A self-made millionaire who 'hates real estate' shares the investment strategy he used to get in without having to manage property

21 December 2024 at 03:52
brennan Schlagbaum
Brennan Schlagbaum quit his CPA job in 2021 to run his business, Budgetdog, full-time.

Courtesy of Brennan Schlagbaum

  • Brennan Schlagbaum has zero interest in managing properties but wants exposure to real estate.
  • His solution is to invest in real estate syndications, which are completely hands-off.
  • This is when a group of investors pool capital to purchase a single investment.

Brennan Schlagbaum recognizes the advantages of real estate — from the tax benefits to portfolio diversification — but he's not willing to buy and manage an investment property.

He says he has his hands full with simply maintaining a primary residence: "I hate real estate with a passion. If something breaks in my house, I call somebody."

To benefit from real estate without having to actually own and operate properties, he invests in real estate syndications.

"I think it's one of the best ways for somebody that hates real estate but understands the tax benefits of real estate to get in because you don't have to do anything," the self-made millionaire and founder of Budgetdog, who built his wealth primarily investing in low-cost index funds, told Business Insider.

How real-estate syndications work

In real-estate syndication deals, a group of investors pools together their capital to purchase a single property managed by the syndicator.

Once the investor contributes capital, their role in the deal becomes completely passive. The real-estate syndicator is responsible for finding the deal, executing the transaction, and, ultimately, delivering returns to the investors.

"You lose control from that aspect. You don't really have control over how that performs," said Schlagbaum, who said he invests in five multi-family syndications. But if you work with a syndicator with a good track record that you trust, "it's essentially an index fund."

He invests with a syndicator that specializes in multi-family properties.

"They go in, upgrade the units, increase rent prices in a really high-demand area that's underpriced, own and operate that building for a couple of years, and then typically sell it after a three- to five-year period, sometimes up to seven," he explained. "And you don't do anything as an investor; you're just an equity partner. So you literally send some capital their way and hope they do their job."

A good option for established investors looking for hands-off strategies

BI has spoken to a variety of established investors who, after building wealth by acquiring rental properties, are turning to syndication deals for a more passive experience.

"You hear that real-estate investing is passive, and that's certainly not been my experience," said self-made millionaire Tess Waresmith, who owns five units across three properties. "I still think it's a wonderful way to invest, but it's not passive like investing in the stock market is."

She invested in her first syndication in 2023 and likes that it opens the door to bigger investment opportunities.

"I check out the deal and make sure it's something that feels good to me, and then when I invest the money, I'm hands-off.
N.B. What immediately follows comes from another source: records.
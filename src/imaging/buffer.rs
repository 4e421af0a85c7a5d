//! In-memory raster type shared by every stage of the engine.
//!
//! An [`ImageBuffer`] is a plain interleaved 8-bit pixel grid with either one
//! channel (grayscale) or three (RGB). It carries no metadata beyond its
//! shape. Transforms never mutate a buffer they were handed; they build a new
//! one, so the session's "current" and "original" slots stay independent.

use image::{DynamicImage, GrayImage, RgbImage};
use thiserror::Error;

#[derive(Error, Debug, PartialEq, Eq)]
pub enum BufferError {
    #[error("Unsupported channel count: {0} (expected 1 or 3)")]
    ChannelCount(u8),
    #[error("Pixel data length mismatch: expected {expected} bytes, got {actual}")]
    DataLength { expected: usize, actual: usize },
}

/// Channel layout of a buffer.
#[derive(Debug, Clone, Copy, PartialEq, Eq, serde::Serialize)]
#[serde(rename_all = "lowercase")]
pub enum Channels {
    Gray,
    Rgb,
}

impl Channels {
    pub fn count(self) -> u8 {
        match self {
            Channels::Gray => 1,
            Channels::Rgb => 3,
        }
    }

    pub fn from_count(count: u8) -> Result<Self, BufferError> {
        match count {
            1 => Ok(Channels::Gray),
            3 => Ok(Channels::Rgb),
            other => Err(BufferError::ChannelCount(other)),
        }
    }
}

/// Decoded raster: width, height, channel layout and interleaved pixel data.
#[derive(Debug, Clone, PartialEq, Eq)]
pub struct ImageBuffer {
    width: u32,
    height: u32,
    channels: Channels,
    data: Vec<u8>,
}

impl ImageBuffer {
    /// Build a buffer from raw interleaved bytes, validating the length.
    pub fn from_raw(
        width: u32,
        height: u32,
        channels: u8,
        data: Vec<u8>,
    ) -> Result<Self, BufferError> {
        let channels = Channels::from_count(channels)?;
        let expected = width as usize * height as usize * channels.count() as usize;
        if data.len() != expected {
            return Err(BufferError::DataLength {
                expected,
                actual: data.len(),
            });
        }
        Ok(Self {
            width,
            height,
            channels,
            data,
        })
    }

    /// Assemble a buffer whose length is already known to match its shape.
    pub(crate) fn from_parts(width: u32, height: u32, channels: Channels, data: Vec<u8>) -> Self {
        debug_assert_eq!(
            data.len(),
            width as usize * height as usize * channels.count() as usize
        );
        Self {
            width,
            height,
            channels,
            data,
        }
    }

    /// Same shape as `self`, new samples.
    pub(crate) fn with_data(&self, data: Vec<u8>) -> Self {
        Self::from_parts(self.width, self.height, self.channels, data)
    }

    pub fn from_gray(img: GrayImage) -> Self {
        let (width, height) = img.dimensions();
        Self {
            width,
            height,
            channels: Channels::Gray,
            data: img.into_raw(),
        }
    }

    pub fn from_rgb(img: RgbImage) -> Self {
        let (width, height) = img.dimensions();
        Self {
            width,
            height,
            channels: Channels::Rgb,
            data: img.into_raw(),
        }
    }

    /// Normalise any decoded image to 8-bit [`Channels::Rgb`].
    ///
    /// Grayscale files are expanded to three equal channels, so every file on
    /// disk starts a session or a batch replay as a color buffer. Alpha is
    /// dropped.
    pub fn from_dynamic(img: DynamicImage) -> Self {
        Self::from_rgb(img.into_rgb8())
    }

    pub fn to_dynamic(&self) -> DynamicImage {
        match self.channels {
            Channels::Gray => DynamicImage::ImageLuma8(self.to_gray_image()),
            Channels::Rgb => DynamicImage::ImageRgb8(self.to_rgb_image()),
        }
    }

    /// Copy out as an `image` grayscale image. Only meaningful for gray buffers.
    pub(crate) fn to_gray_image(&self) -> GrayImage {
        debug_assert_eq!(self.channels, Channels::Gray);
        GrayImage::from_fn(self.width, self.height, |x, y| {
            image::Luma([self.data[self.index(x, y)]])
        })
    }

    /// Copy out as an `image` RGB image. Only meaningful for RGB buffers.
    pub(crate) fn to_rgb_image(&self) -> RgbImage {
        debug_assert_eq!(self.channels, Channels::Rgb);
        RgbImage::from_fn(self.width, self.height, |x, y| {
            let i = self.index(x, y);
            image::Rgb([self.data[i], self.data[i + 1], self.data[i + 2]])
        })
    }

    pub fn width(&self) -> u32 {
        self.width
    }

    pub fn height(&self) -> u32 {
        self.height
    }

    pub fn channels(&self) -> Channels {
        self.channels
    }

    pub fn is_gray(&self) -> bool {
        self.channels == Channels::Gray
    }

    pub fn data(&self) -> &[u8] {
        &self.data
    }

    pub fn into_raw(self) -> Vec<u8> {
        self.data
    }

    /// Number of pixels (not samples).
    pub fn pixel_count(&self) -> usize {
        self.width as usize * self.height as usize
    }

    /// Byte offset of the first sample of pixel `(x, y)`.
    fn index(&self, x: u32, y: u32) -> usize {
        (y as usize * self.width as usize + x as usize) * self.channels.count() as usize
    }
}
I'm not involved in the day-to-day decision-making of the property," she said. "But as an investor, I get to benefit from investing in the larger unit properties."

Carl and Mindy Jensen, a financially independent couple who have started shifting toward passive-investing strategies, including real estate syndication, also appreciate the hands-off nature of these deals. But it's hard to know what your returns will look like, Carl told BI: "The people running these syndications will tell you they're expecting numbers, and it's infrequently accurate."

It's important to remember that the syndicator is "probably using their best, sunny-day scenarios." That said, "every syndication we've had has actually outperformed the original numbers."

To participate in this type of partnership, you typically have to be an accredited investor, meaning you either must have a net worth of over $1 million or an income of over $200,000 (individually) over the past two years. There's also typically a minimum investment requirement, depending on the syndicator.

But there are workarounds, said Schlagbaum, especially if you're part of a real-estate community or network.

Investors who are part of the community he's built, for example, don't necessarily have to be accredited to participate, since "the SEC deems pre-existing relationships allowable," he said. "They just get access to the deal because they know me."

Sometimes, "Getting around those hurdles is just knowing the right people."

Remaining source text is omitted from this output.